El suspenso y la tensión son opacados por la casualidad, unida a las habilidades criminales de un experto en el contacto social y la anticipación de intencionalidades. De hecho, las fallas se suceden por errores de observación y cálculo. Acciones mínimas escapan a lo perfectible, única forma de vencer al mal camuflado, esencia en un individuo de facetas naturales que esconden lo inesperado bajo el ropaje del ejercicio de lo personal. Esto se opone a la pericia, en el mero arte del engaño como expresión escindida de una personalidad habitual. Cooper utiliza recursos de desarrollo en la cotidianeidad, es un individuo que no necesita fingir más allá de la utilización técnica de su comportamiento habitual. Lo que hay es el ejercicio de una intencionalidad aplicada a circunstancias donde la supervivencia está en juego. Cooper es lo que es y lo traslada como herramienta técnica al campo del delito. La fórmula del engaño trasciende lo que es en cuanto intención, el Carnicero no despeja la formulación de un ser real frente a la ficción en la vida familiar. Cooper y el criminal se aúnan en una misma figura que solo varía en la intención de recursos propios de una misma persona.

Shyamalan recluta los servicios de su hija Saleka en el papel de Lady Raven, famosa cantante idolatrada por sus fans adolescentes. La suspicacia podría trasladarnos al terreno del marketing en la promoción de quien desempeña un rol semejante fuera de la ficción. En efecto, Saleka es cantante, al igual que en la película. Se destina un buen tiempo al desarrollo de sus temas musicales, no obstante, la chica cumple con creces su papel dando un toque de sensibilidad a la función artística. Es quien arriesga la vida para mostrar la faceta humana desinvestida de funciones meramente comerciales; compromiso en la asistencia ante la necesidad de sus seguidores. Aprovechamiento que disuelve las connotaciones plásticas de una artificialidad no del todo disociada de lo humano.

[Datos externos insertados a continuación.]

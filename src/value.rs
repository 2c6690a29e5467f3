//! Value types exchanged between facts and rules.
//!
//! Fact fields are read into a [`Value`] when a rule references them and
//! written back from a [`Value`] when an action assigns to them.

use chrono::{DateTime, Utc};
use serde::{Deserialize, Serialize};

/// A dynamically typed scalar (or list of scalars) seen by rule expressions.
///
/// # Examples
///
/// ```
/// use kyrorules::Value;
///
/// let amount = Value::Int(999_999);
/// let name = Value::from("jo");
///
/// assert!(amount.is_int());
/// assert_eq!(name.as_string(), Some("jo"));
/// ```
#[derive(Debug, Clone, PartialEq, Serialize, Deserialize)]
#[serde(tag = "type", content = "value", rename_all = "snake_case")]
pub enum Value {
    Bool(bool),
    Int(i64),
    Float(f64),
    String(String),
    Time(DateTime<Utc>),
    List(Vec<Value>),
    Null,
}

impl Value {
    /// Returns true for `Bool`.
    pub const fn is_bool(&self) -> bool {
        matches!(self, Self::Bool(_))
    }

    /// Returns true for `Int`.
    pub const fn is_int(&self) -> bool {
        matches!(self, Self::Int(_))
    }

    /// Returns true for `Float`.
    pub const fn is_float(&self) -> bool {
        matches!(self, Self::Float(_))
    }

    /// Int or float.
    pub const fn is_number(&self) -> bool {
        matches!(self, Self::Int(_) | Self::Float(_))
    }

    /// Returns true for `String`.
    pub const fn is_string(&self) -> bool {
        matches!(self, Self::String(_))
    }

    /// Returns true for `Time`.
    pub const fn is_time(&self) -> bool {
        matches!(self, Self::Time(_))
    }

    /// Returns true for `List`.
    pub const fn is_list(&self) -> bool {
        matches!(self, Self::List(_))
    }

    /// Returns true for `Null`.
    pub const fn is_null(&self) -> bool {
        matches!(self, Self::Null)
    }

    /// The boolean, if this is a `Bool`.
    pub const fn as_bool(&self) -> Option<bool> {
        match self {
            Self::Bool(v) => Some(*v),
            _ => None,
        }
    }

    /// The integer, if this is an `Int`.
    pub const fn as_int(&self) -> Option<i64> {
        match self {
            Self::Int(v) => Some(*v),
            _ => None,
        }
    }

    /// The number as `f64`; ints are promoted.
    #[allow(clippy::cast_precision_loss)]
    pub const fn as_float(&self) -> Option<f64> {
        match self {
            Self::Float(v) => Some(*v),
            Self::Int(v) => Some(*v as f64),
            _ => None,
        }
    }

    /// The string slice, if this is a `String`.
    pub fn as_string(&self) -> Option<&str> {
        match self {
            Self::String(v) => Some(v),
            _ => None,
        }
    }

    /// The timestamp, if this is a `Time`.
    pub const fn as_time(&self) -> Option<DateTime<Utc>> {
        match self {
            Self::Time(v) => Some(*v),
            _ => None,
        }
    }

    /// The elements, if this is a `List`.
    pub fn as_list(&self) -> Option<&[Value]> {
        match self {
            Self::List(v) => Some(v),
            _ => None,
        }
    }

    /// Returns a human-readable type name.
    #[must_use]
    pub const fn type_name(&self) -> &'static str {
        match self {
            Self::Bool(_) => "bool",
            Self::Int(_) => "int",
            Self::Float(_) => "float",
            Self::String(_) => "string",
            Self::Time(_) => "time",
            Self::List(_) => "list",
            Self::Null => "null",
        }
    }

    /// Returns true if a field currently holding `self` may be overwritten
    /// with `incoming`.
    ///
    /// Same-typed values are always compatible, ints widen into float
    /// fields, and a null field accepts anything.
    #[must_use]
    pub const fn accepts(&self, incoming: &Value) -> bool {
        matches!(
            (self, incoming),
            (Self::Null, _)
                | (Self::Bool(_), Self::Bool(_))
                | (Self::Int(_), Self::Int(_))
                | (Self::Float(_), Self::Float(_) | Self::Int(_))
                | (Self::String(_), Self::String(_))
                | (Self::Time(_), Self::Time(_))
                | (Self::List(_), Self::List(_))
        )
    }

    /// Converts `incoming` to the representation of a field currently
    /// holding `self`. Callers check [`Value::accepts`] first.
    #[must_use]
    #[allow(clippy::cast_precision_loss)]
    pub fn coerce_for(&self, incoming: Value) -> Value {
        match (self, incoming) {
            (Self::Float(_), Self::Int(v)) => Self::Float(v as f64),
            (_, v) => v,
        }
    }
}

impl Default for Value {
    fn default() -> Self {
        Self::Null
    }
}

impl std::fmt::Display for Value {
    fn fmt(&self, f: &mut std::fmt::Formatter<'_>) -> std::fmt::Result {
        match self {
            Self::Bool(v) => write!(f, "{v}"),
            Self::Int(v) => write!(f, "{v}"),
            Self::Float(v) => write!(f, "{v}"),
            Self::String(v) => write!(f, "{v:?}"),
            Self::Time(v) => write!(f, "{}", v.to_rfc3339()),
            Self::List(v) => write!(f, "list[{}]", v.len()),
            Self::Null => write!(f, "null"),
        }
    }
}

// Convenient From implementations
impl From<bool> for Value {
    fn from(v: bool) -> Self {
        Self::Bool(v)
    }
}

impl From<i32> for Value {
    fn from(v: i32) -> Self {
        Self::Int(i64::from(v))
    }
}

impl From<i64> for Value {
    fn from(v: i64) -> Self {
        Self::Int(v)
    }
}

impl From<f32> for Value {
    fn from(v: f32) -> Self {
        Self::Float(f64::from(v))
    }
}

impl From<f64> for Value {
    fn from(v: f64) -> Self {
        Self::Float(v)
    }
}

impl From<String> for Value {
    fn from(v: String) -> Self {
        Self::String(v)
    }
}

impl From<&str> for Value {
    fn from(v: &str) -> Self {
        Self::String(v.to_string())
    }
}

impl From<DateTime<Utc>> for Value {
    fn from(v: DateTime<Utc>) -> Self {
        Self::Time(v)
    }
}

impl From<Vec<Value>> for Value {
    fn from(v: Vec<Value>) -> Self {
        Self::List(v)
    }
}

Justamente, uno de los temas del filme es ese doble juego entre lo aparente y lo real, conjunción de insospechadas dimensiones complementarias. Incluso desde lo estético. Lady Raven luce un maquillaje al tono que, iluminación mediante, reproduce un rostro un tanto plástico. Resonancia de una artificialidad que no adolece de buenos sentimientos e intenciones. Lo comercial es adosado a una sensibilidad humana acorde a momentos necesarios y esenciales.

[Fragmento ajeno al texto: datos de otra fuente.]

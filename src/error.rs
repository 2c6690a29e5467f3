//! Error types for KyroRules.
//!
//! All errors in KyroRules are strongly typed using thiserror.
//! Construction problems surface as [`ValidationError`], field resolution
//! problems as [`FactError`] and match-act loop failures as
//! [`ExecutionError`]. Every error aborts the current execution; facts
//! already mutated by fired rules stay mutated.

use thiserror::Error;

/// Validation errors raised while building facts, rules or knowledge bases.
#[derive(Debug, Error, PartialEq)]
pub enum ValidationError {
    #[error("Required field '{field}' is missing")]
    MissingField {
        field: String,
    },

    #[error("Duplicate rule name '{name}' in knowledge base '{knowledge_base}'")]
    DuplicateRuleName {
        knowledge_base: String,
        name: String,
    },

    #[error("Fact '{name}' is already registered in this context")]
    DuplicateFactName {
        name: String,
    },

    #[error("Knowledge base '{name}' version '{version}' is already registered")]
    DuplicateKnowledgeBase {
        name: String,
        version: String,
    },

    #[error("Rule '{rule}' retracts unknown rule '{target}'")]
    UnknownRetractTarget {
        rule: String,
        target: String,
    },

    #[error("Invalid field path '{path}': {reason}")]
    InvalidFieldPath {
        path: String,
        reason: String,
    },

    #[error("Invalid regex '{pattern}': {reason}")]
    InvalidRegex {
        pattern: String,
        reason: String,
    },

    #[error("Invalid rule definition: {reason}")]
    InvalidDefinition {
        reason: String,
    },
}

/// Errors raised while resolving or writing fact fields.
#[derive(Debug, Error, PartialEq)]
pub enum FactError {
    #[error("Field not found: {path}")]
    FieldNotFound {
        path: String,
    },

    #[error("Type mismatch at '{path}': expected {expected}, got {actual}")]
    TypeMismatch {
        path: String,
        expected: String,
        actual: String,
    },

    #[error("Field '{path}' is read-only")]
    ReadOnly {
        path: String,
    },
}

impl FactError {
    /// Creates a field-not-found error.
    #[must_use]
    pub fn not_found(path: impl Into<String>) -> Self {
        Self::FieldNotFound { path: path.into() }
    }

    /// Creates a type-mismatch error.
    #[must_use]
    pub fn mismatch(
        path: impl Into<String>,
        expected: impl Into<String>,
        actual: impl Into<String>,
    ) -> Self {
        Self::TypeMismatch {
            path: path.into(),
            expected: expected.into(),
            actual: actual.into(),
        }
    }

    /// Returns a copy of this error with `prefix.` prepended to its path.
    ///
    /// Facts report paths relative to themselves; the context uses this to
    /// report the full dotted path the rule referenced.
    #[must_use]
    pub fn within(self, prefix: &str) -> Self {
        let join = |path: String| {
            if path.is_empty() {
                prefix.to_string()
            } else {
                format!("{prefix}.{path}")
            }
        };
        match self {
            Self::FieldNotFound { path } => Self::FieldNotFound { path: join(path) },
            Self::TypeMismatch {
                path,
                expected,
                actual,
            } => Self::TypeMismatch {
                path: join(path),
                expected,
                actual,
            },
            Self::ReadOnly { path } => Self::ReadOnly { path: join(path) },
        }
    }
}

/// Errors raised by the match-act loop.
#[derive(Debug, Error, PartialEq)]
pub enum ExecutionError {
    #[error("Knowledge base '{knowledge_base}' exceeded the maximum of {max_cycles} cycles")]
    MaxCycleExceeded {
        knowledge_base: String,
        max_cycles: u64,
    },

    #[error("Division by zero")]
    DivisionByZero,

    #[error("Arithmetic overflow in '{op}'")]
    Overflow {
        op: String,
    },

    #[error("Operator '{op}' cannot be applied to {lhs} and {rhs}")]
    InvalidOperands {
        op: String,
        lhs: String,
        rhs: String,
    },

    #[error("Invalid arguments to {function}: {reason}")]
    InvalidArguments {
        function: String,
        reason: String,
    },

    #[error("Condition of rule '{rule}' evaluated to {actual}, expected bool")]
    NonBooleanCondition {
        rule: String,
        actual: String,
    },

    #[error("Knowledge base '{name}' version '{version}' not found")]
    KnowledgeBaseNotFound {
        name: String,
        version: String,
    },
}

/// Top-level error type for KyroRules.
#[derive(Debug, Error, PartialEq)]
pub enum RuleError {
    #[error("Validation error: {0}")]
    Validation(#[from] ValidationError),

    #[error("Fact error: {0}")]
    Fact(#[from] FactError),

    #[error("Execution error: {0}")]
    Execution(#[from] ExecutionError),

    #[error("Internal error: {message}")]
    Internal {
        message: String,
    },
}

impl RuleError {
    /// Creates an internal error.
    #[must_use]
    pub fn internal(message: impl Into<String>) -> Self {
        Self::Internal {
            message: message.into(),
        }
    }

    /// Returns true if this is a validation error.
    #[must_use]
    pub const fn is_validation(&self) -> bool {
        matches!(self, Self::Validation(_))
    }

    /// Returns true if this is a fact resolution error.
    #[must_use]
    pub const fn is_fact(&self) -> bool {
        matches!(self, Self::Fact(_))
    }

    /// Returns true if this is an execution error.
    #[must_use]
    pub const fn is_execution(&self) -> bool {
        matches!(self, Self::Execution(_))
    }

    /// Returns true if this is an internal error.
    #[must_use]
    pub const fn is_internal(&self) -> bool {
        matches!(self, Self::Internal { .. })
    }

    /// Returns true if the session stopped because it hit the cycle cap.
    #[must_use]
    pub const fn is_max_cycle_exceeded(&self) -> bool {
        matches!(
            self,
            Self::Execution(ExecutionError::MaxCycleExceeded { .. })
        )
    }

    /// Returns true if a referenced fact or field does not exist.
    #[must_use]
    pub const fn is_field_not_found(&self) -> bool {
        matches!(self, Self::Fact(FactError::FieldNotFound { .. }))
    }
}

/// Result type alias for KyroRules operations.
pub type RuleResult<T> = Result<T, RuleError>;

La tensión del thriller se opaca entre abuso de casualidad y buenos designios. Las intenciones abren paso a la ingenuidad por hacer el bien. La dinámica del filme no permite al Carnicero aflorar, solo vemos un sujeto que se defiende ante la posibilidad, primero de ser descubierto, y luego de ser atrapado. La lucha por la supervivencia deshilacha las emociones que podrían pasar a integrar momentos de fuerte incertidumbre. Todo se resuelve muy rápido y de múltiples maneras que apelan en exceso a coincidencias del momento.

La cinta toma distancia del crimen para sumergirse en los intentos de un padre de familia que busca mantener el equilibrio entre sus roles; la fuga conforma una lucha por contener la estabilidad que se desploma. Es el paquete que trae consigo La trampa, una serie de acciones que permiten al espectador comprender que todos, más allá de la apariencia, podríamos ser asesinos.